UVA researchers study prairie voles because they’re a lot like humans in mating and parenting.

Connelly and her team work to define epigenetic marks that they can track easily in humans, through blood tests. She and her collaborator, fellow UVA psychology professor James Morris, published a paper last year in the Proceedings of the National Academy of Sciences on their work to identify such a tag in young adults. Their work aims to shed light on how the epigenome contributes to the way typical people respond to their social world, which will help the team better understand the epigenetic associations they’ve established with autism spectrum disorders, postpartum depression and schizophrenia.

But how does all of this connect to those little prairie voles? They have parenting and mating behaviors remarkably similar to those of humans. When pups receive substandard parental care, it plays out in their social behavior—and sets up epigenetic marks on particular genes.

Specifically, the UVA researchers measure oxytocin, the so-called love hormone that promotes bonding and feelings of contentment, and reduces anxiety. They found that voles raised by two parents who spend little time with them experience DNA methylation—picture it as a chemical cap placed on a DNA molecule—at the oxytocin receptor gene. “Methylation turns down the gene,” rendering it less effective, says Kelly Wroblewski (Grad ’20), a psychology Ph.D. candidate who works with Connelly. Those pups cannot properly process the hormone, causing them higher stress—and the malfunction continues into their adulthood, when they have trouble finding mates and can’t properly bond with or care for their own pups, researchers found.

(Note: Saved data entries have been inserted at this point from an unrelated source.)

//! Block-wise bounding box reduction.
//!
//! One thread folds `block_size` consecutive inputs sequentially; the host repeats the pass
//! on the partial boxes until a single box remains.

use crate::{div_ceil, Aabb};
use glam::{vec3, Vec3};

/// Read point `index` from a tightly packed `xyz` float array.
pub fn load_point(positions: &[f32], index: u32) -> Vec3 {
    let base = 3 * index as usize;
    vec3(positions[base], positions[base + 1], positions[base + 2])
}

/// Bounds of points `[block * block_size, (block + 1) * block_size)`, clamped to `point_count`.
pub fn reduce_points_block(positions: &[f32], point_count: u32, block: u32, block_size: u32) -> Aabb {
    let start = block * block_size;
    let end = point_count.min(start + block_size);

    let first = load_point(positions, start);
    let mut lo = first;
    let mut hi = first;
    let mut i = start + 1;
    while i < end {
        let p = load_point(positions, i);
        lo = lo.min(p);
        hi = hi.max(p);
        i += 1;
    }

    Aabb::from_vecs(lo, hi)
}

/// Union of boxes `[block * block_size, (block + 1) * block_size)`, clamped to `len`.
pub fn reduce_bounds_block(bounds: &[Aabb], len: u32, block: u32, block_size: u32) -> Aabb {
    let start = block * block_size;
    let end = len.min(start + block_size);

    let mut acc = bounds[start as usize];
    let mut i = start + 1;
    while i < end {
        acc = acc.union(&bounds[i as usize]);
        i += 1;
    }

    acc
}

/// Output lengths of the successive reduction passes over `len` inputs.
///
/// Yields `ceil(len / block)`, then keeps dividing until a pass produces exactly one box.
/// An empty input yields nothing.
#[derive(Copy, Clone, Debug)]
pub struct ReductionLevels {
    remaining: u32,
    block_size: u32,
    done: bool,
}

impl ReductionLevels {
    pub fn new(len: u32, block_size: u32) -> Self {
        Self {
            remaining: len,
            block_size: if block_size < 2 { 2 } else { block_size },
            done: len == 0,
        }
    }
}

impl Iterator for ReductionLevels {
    type Item = u32;

    fn next(&mut self) -> Option<u32> {
        if self.done {
            return None;
        }
        let out = div_ceil(self.remaining, self.block_size);
        self.remaining = out;
        self.done = out <= 1;
        Some(out)
    }
}

#[cfg(test)]
mod test {
    use super::*;

    #[test]
    fn test_reduction_levels() {
        assert_eq!(ReductionLevels::new(0, 128).count(), 0);
        assert_eq!(ReductionLevels::new(1, 128).collect::<Vec<_>>(), vec![1]);
        assert_eq!(ReductionLevels::new(128, 128).collect::<Vec<_>>(), vec![1]);
        assert_eq!(ReductionLevels::new(129, 128).collect::<Vec<_>>(), vec![2, 1]);
        assert_eq!(
            ReductionLevels::new(100_000, 16).collect::<Vec<_>>(),
            vec![6250, 391, 25, 2, 1]
        );
    }

    #[test]
    fn test_reduce_points_block_clamps_tail() {
        let positions = [0.0, 0.0, 0.0, 5.0, -1.0, 2.0, -3.0, 4.0, 1.0];
        let full = reduce_points_block(&positions, 3, 0, 128);
        assert_eq!(full.min, [-3.0, -1.0, 0.0]);
        assert_eq!(full.max, [5.0, 4.0, 2.0]);

        let tail = reduce_points_block(&positions, 3, 1, 2);
        assert_eq!(tail.min, [-3.0, 4.0, 1.0]);
        assert_eq!(tail.max, [-3.0, 4.0, 1.0]);
    }

    #[test]
    fn test_reduce_bounds_block() {
        let boxes = [
            Aabb::new([0.0; 3], [1.0; 3]),
            Aabb::new([-1.0, 0.5, 0.5], [0.5, 3.0, 0.5]),
            Aabb::new([9.0; 3], [10.0; 3]),
        ];
        let merged = reduce_bounds_block(&boxes, 3, 0, 2);
        assert_eq!(merged.min, [-1.0, 0.0, 0.0]);
        assert_eq!(merged.max, [1.0, 3.0, 1.0]);
        assert_eq!(reduce_bounds_block(&boxes, 3, 1, 2), boxes[2]);
    }
}
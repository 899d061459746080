//! 4-bit LSD radix sort: count, recursive exclusive scan, stable scatter.

use crate::{barrier, ACQUIRE_RELEASE, DEVICE};
use pathtracer_shared::radix::{count_slot, digit, down_sweep_step, up_sweep_step, SCAN_BLOCK, SCAN_LANES};
use pathtracer_shared::{PathTracerConfig, ScanParams, SortParams};
use spirv_std::glam::UVec3;
use spirv_std::spirv;

/// Histogram of the current digit per W-key slice, one workgroup per slice.
#[spirv(compute(threads(128)))]
pub fn radix_count_cs(
    #[spirv(global_invocation_id)] id: UVec3,
    #[spirv(workgroup_id)] workgroup: UVec3,
    #[spirv(storage_buffer, descriptor_set = 0, binding = 0)] keys: &[u32],
    #[spirv(storage_buffer, descriptor_set = 0, binding = 1)] counts: &mut [u32],
    #[spirv(push_constant)] params: &SortParams,
) {
    let i = id.x;
    if i >= params.len {
        return;
    }
    let d = digit(keys[i as usize], params.pass_index);
    let slot = count_slot(d, workgroup.x, params.slices);
    unsafe {
        spirv_std::arch::atomic_i_add::<u32, DEVICE, ACQUIRE_RELEASE>(&mut counts[slot], 1);
    }
}

/// Work-efficient exclusive scan of one 2W block in place. With `write_sums` set, the block
/// total goes to `sums[block]` for the next level.
#[spirv(compute(threads(128)))]
pub fn radix_scan_cs(
    #[spirv(local_invocation_id)] local: UVec3,
    #[spirv(workgroup_id)] workgroup: UVec3,
    #[spirv(storage_buffer, descriptor_set = 0, binding = 0)] data: &mut [u32],
    #[spirv(storage_buffer, descriptor_set = 0, binding = 1)] sums: &mut [u32],
    #[spirv(workgroup)] pref: &mut [u32; SCAN_BLOCK],
    #[spirv(push_constant)] params: &ScanParams,
) {
    let lane = local.x;
    let base = workgroup.x * SCAN_BLOCK as u32;
    let even = base + 2 * lane;
    let odd = even + 1;

    pref[(2 * lane) as usize] = if even < params.len { data[even as usize] } else { 0 };
    pref[(2 * lane + 1) as usize] = if odd < params.len { data[odd as usize] } else { 0 };

    let mut stride = 1;
    while stride <= SCAN_LANES {
        barrier();
        up_sweep_step(pref, lane, stride);
        stride <<= 1;
    }
    barrier();

    if lane == 0 {
        if params.write_sums != 0 {
            sums[workgroup.x as usize] = pref[SCAN_BLOCK - 1];
        }
        pref[SCAN_BLOCK - 1] = 0;
    }

    let mut stride = SCAN_LANES;
    while stride > 0 {
        barrier();
        down_sweep_step(pref, lane, stride);
        stride >>= 1;
    }
    barrier();

    if even < params.len {
        data[even as usize] = pref[(2 * lane) as usize];
    }
    if odd < params.len {
        data[odd as usize] = pref[(2 * lane + 1) as usize];
    }
}

/// Adds the scanned total of every preceding block; dispatched with one workgroup per block
/// after the first.
#[spirv(compute(threads(128)))]
pub fn radix_add_sums_cs(
    #[spirv(local_invocation_id)] local: UVec3,
    #[spirv(workgroup_id)] workgroup: UVec3,
    #[spirv(storage_buffer, descriptor_set = 0, binding = 0)] data: &mut [u32],
    #[spirv(storage_buffer, descriptor_set = 0, binding = 1)] sums: &[u32],
    #[spirv(push_constant)] params: &ScanParams,
) {
    let block = workgroup.x + 1;
    let offset = sums[block as usize];
    let even = block * SCAN_BLOCK as u32 + 2 * local.x;
    let odd = even + 1;
    if even < params.len {
        data[even as usize] += offset;
    }
    if odd < params.len {
        data[odd as usize] += offset;
    }
}

/// One thread per slice moves its keys, in input order, to the scanned digit offsets. The
/// consumed counts are zeroed for the next pass. Pass 0 has no id input and emits `i`.
#[spirv(compute(threads(128)))]
pub fn radix_scatter_cs(
    #[spirv(global_invocation_id)] id: UVec3,
    #[spirv(storage_buffer, descriptor_set = 0, binding = 0)] keys_in: &[u32],
    #[spirv(storage_buffer, descriptor_set = 0, binding = 1)] ids_in: &[u32],
    #[spirv(storage_buffer, descriptor_set = 0, binding = 2)] keys_out: &mut [u32],
    #[spirv(storage_buffer, descriptor_set = 0, binding = 3)] ids_out: &mut [u32],
    #[spirv(storage_buffer, descriptor_set = 0, binding = 4)] counts: &mut [u32],
    #[spirv(push_constant)] params: &SortParams,
) {
    let slice = id.x;
    if slice >= params.slices {
        return;
    }

    let mut offsets = [0u32; PathTracerConfig::RADIX as usize];
    let mut d = 0;
    while d < PathTracerConfig::RADIX {
        let slot = count_slot(d, slice, params.slices);
        offsets[d as usize] = counts[slot];
        counts[slot] = 0;
        d += 1;
    }

    let start = slice * PathTracerConfig::SORT_WORKGROUP_SIZE;
    let end = params.len.min(start + PathTracerConfig::SORT_WORKGROUP_SIZE);
    let mut i = start;
    while i < end {
        let key = keys_in[i as usize];
        let d = digit(key, params.pass_index) as usize;
        let position = offsets[d] as usize;
        keys_out[position] = key;
        ids_out[position] = if params.pass_index == 0 { i } else { ids_in[i as usize] };
        offsets[d] += 1;
        i += 1;
    }
}
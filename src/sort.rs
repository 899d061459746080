//! Eight-pass 4-bit LSD radix sort of the Morton codes, carrying the triangle ids.

use log::debug;
use pathtracer_shared::radix::{slice_count, ScanLevels};
use pathtracer_shared::{div_ceil, PathTracerConfig, ScanParams, SortParams};

use crate::buffers::StorageBuffer;
use crate::compute::{workgroups, Binding, ComputeKernel};

struct ScanLevel {
    params: ScanParams,
    scan: wgpu::BindGroup,
    /// Present when the level has a following sums level to fold back in.
    add_sums: Option<wgpu::BindGroup>,
}

/// Lengths of every scan level over a count table for `len` keys.
pub fn scan_plan(len: u32) -> Vec<u32> {
    if len == 0 {
        return Vec::new();
    }
    ScanLevels::new(PathTracerConfig::RADIX * slice_count(len)).collect()
}

/// Sort resources for one scene size.
///
/// Keys enter in `keys_a` and, after an even number of passes, the sorted keys and their
/// original indices are back in `keys_a` and `ids_a`. The `b` pair is scratch.
pub struct RadixSorter {
    count_kernel: ComputeKernel,
    scan_kernel: ComputeKernel,
    add_sums_kernel: ComputeKernel,
    scatter_kernel: ComputeKernel,
    pub keys_a: StorageBuffer<u32>,
    pub ids_a: StorageBuffer<u32>,
    keys_b: StorageBuffer<u32>,
    ids_b: StorageBuffer<u32>,
    /// Level 0 is the `[digit][slice]` count table, the rest its recursive block sums.
    counts: Vec<StorageBuffer<u32>>,
    unused_sums: StorageBuffer<u32>,
    count_groups: [Option<wgpu::BindGroup>; 2],
    scatter_groups: [Option<wgpu::BindGroup>; 2],
    levels: Vec<ScanLevel>,
    len: u32,
}

impl RadixSorter {
    pub fn new(device: &wgpu::Device, module: &wgpu::ShaderModule) -> Self {
        let count_kernel =
            ComputeKernel::new::<SortParams>(device, module, "radix_count_cs", &[Binding::READ, Binding::WRITE]);
        let scan_kernel =
            ComputeKernel::new::<ScanParams>(device, module, "radix_scan_cs", &[Binding::WRITE, Binding::WRITE]);
        let add_sums_kernel =
            ComputeKernel::new::<ScanParams>(device, module, "radix_add_sums_cs", &[Binding::WRITE, Binding::READ]);
        let scatter_kernel = ComputeKernel::new::<SortParams>(
            device,
            module,
            "radix_scatter_cs",
            &[Binding::READ, Binding::READ, Binding::WRITE, Binding::WRITE, Binding::WRITE],
        );

        Self {
            count_kernel,
            scan_kernel,
            add_sums_kernel,
            scatter_kernel,
            keys_a: StorageBuffer::new(device, "Morton Codes Buffer", 1),
            ids_a: StorageBuffer::new(device, "Sorted Ids Buffer", 1),
            keys_b: StorageBuffer::new(device, "Sort Scratch Keys Buffer", 1),
            ids_b: StorageBuffer::new(device, "Sort Scratch Ids Buffer", 1),
            counts: Vec::new(),
            unused_sums: StorageBuffer::new(device, "Scan Unused Sums Buffer", 1),
            count_groups: [None, None],
            scatter_groups: [None, None],
            levels: Vec::new(),
            len: 0,
        }
    }

    /// Sizes every buffer for `len` keys and rebuilds the bind groups.
    ///
    /// `ids_a` is seeded with the identity so a skipped sort (one key) still reads back the
    /// original order.
    pub fn prepare(&mut self, device: &wgpu::Device, queue: &wgpu::Queue, len: u32) {
        self.len = len;
        let n = len as usize;
        self.keys_a.ensure_capacity(device, n);
        self.keys_b.ensure_capacity(device, n);
        self.ids_b.ensure_capacity(device, n);
        let identity: Vec<u32> = (0..len).collect();
        self.ids_a.write(device, queue, &identity);

        let plan = scan_plan(len);
        debug!("Radix sort of {} keys, scan levels {:?}", len, plan);

        self.counts = plan
            .iter()
            .enumerate()
            .map(|(level, &level_len)| {
                let label = if level == 0 { "Radix Count Table" } else { "Radix Block Sums" };
                let mut buffer = StorageBuffer::new(device, label, level_len as usize);
                buffer.ensure_capacity(device, level_len as usize);
                buffer
            })
            .collect();

        self.levels = (0..self.counts.len())
            .map(|level| {
                let data = &self.counts[level];
                let sums = self.counts.get(level + 1);
                let scan = self
                    .scan_kernel
                    .bind_group(device, &[data.binding(), sums.unwrap_or(&self.unused_sums).binding()]);
                let add_sums = sums.map(|sums| self.add_sums_kernel.bind_group(device, &[data.binding(), sums.binding()]));
                ScanLevel {
                    params: ScanParams {
                        len: data.len() as u32,
                        write_sums: sums.is_some() as u32,
                        _padding: [0; 2],
                    },
                    scan,
                    add_sums,
                }
            })
            .collect();

        let Some(table) = self.counts.first() else {
            self.count_groups = [None, None];
            self.scatter_groups = [None, None];
            return;
        };

        self.count_groups = [
            Some(self.count_kernel.bind_group(device, &[self.keys_a.binding(), table.binding()])),
            Some(self.count_kernel.bind_group(device, &[self.keys_b.binding(), table.binding()])),
        ];
        self.scatter_groups = [
            Some(self.scatter_kernel.bind_group(
                device,
                &[
                    self.keys_a.binding(),
                    self.ids_a.binding(),
                    self.keys_b.binding(),
                    self.ids_b.binding(),
                    table.binding(),
                ],
            )),
            Some(self.scatter_kernel.bind_group(
                device,
                &[
                    self.keys_b.binding(),
                    self.ids_b.binding(),
                    self.keys_a.binding(),
                    self.ids_a.binding(),
                    table.binding(),
                ],
            )),
        ];
    }

    /// Records all digit passes. Nothing is recorded for fewer than two keys.
    pub fn encode(&self, encoder: &mut wgpu::CommandEncoder) {
        if self.len <= 1 {
            return;
        }
        let (Some(table), [Some(count_even), Some(count_odd)], [Some(scatter_even), Some(scatter_odd)]) =
            (self.counts.first(), &self.count_groups, &self.scatter_groups)
        else {
            return;
        };

        // Scatter leaves the table zeroed for the next pass; only the first needs a clear.
        table.clear(encoder);

        let slices = slice_count(self.len);
        let mut pass = encoder.begin_compute_pass(&wgpu::ComputePassDescriptor {
            label: Some("Radix Sort Pass"),
        });

        for pass_index in 0..PathTracerConfig::RADIX_PASSES {
            let params = SortParams {
                len: self.len,
                pass_index,
                slices,
                _padding: 0,
            };
            let (count_group, scatter_group) = if pass_index % 2 == 0 {
                (count_even, scatter_even)
            } else {
                (count_odd, scatter_odd)
            };

            self.count_kernel.dispatch(&mut pass, count_group, &params, (slices, 1));

            for level in &self.levels {
                let blocks = div_ceil(level.params.len, PathTracerConfig::SCAN_BLOCK_SIZE);
                self.scan_kernel.dispatch(&mut pass, &level.scan, &level.params, (blocks, 1));
            }
            for level in self.levels.iter().rev() {
                if let Some(add_sums) = &level.add_sums {
                    let blocks = div_ceil(level.params.len, PathTracerConfig::SCAN_BLOCK_SIZE);
                    self.add_sums_kernel.dispatch(&mut pass, add_sums, &level.params, (blocks - 1, 1));
                }
            }

            let groups = workgroups(slices, PathTracerConfig::SORT_WORKGROUP_SIZE);
            self.scatter_kernel.dispatch(&mut pass, scatter_group, &params, groups);
        }
    }

    pub fn len(&self) -> u32 {
        self.len
    }

    pub fn is_empty(&self) -> bool {
        self.len == 0
    }
}

#[cfg(test)]
mod test {
    use super::*;

    #[test]
    fn test_scan_plan_depth() {
        assert!(scan_plan(0).is_empty());
        // 16 digits x 1 slice fits one block.
        assert_eq!(scan_plan(100), vec![16]);
        // 16 x 8192 slices = 131072 entries -> 512 block sums -> 2.
        assert_eq!(scan_plan(1 << 20), vec![131072, 512, 2]);
    }
}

For the gene that Connelly and Wroblewski study, humans have the same DNA methylation sites as do voles. “In humans, we look at how those sites vary by individual and relate that to how each person’s brain responds to different social stimuli,” Connelly says. “We have found that people who are low in DNA methylation at these sites actually attenuate their brain’s response to threatening stimuli. This could be part of the explanation for why some people are naturally very good in social situations and others just aren’t.”

Whether epigenetic marks can be passed down to the next generation is a matter of impassioned debate among researchers, but some scientists theorize that, say, a trauma experienced by your great-grandmother could be locked in your own cellular library, making you more susceptible to depression, anxiety or any number of fear responses.

Connelly suspects that epigenetic modifications are inherited in some form, “though how this happens is still contentious,” she says. Although epigenetics has been around for more than half a century, the research has exploded in the past decade. “It’s a very young field,” she says. “There is still a lot to learn.”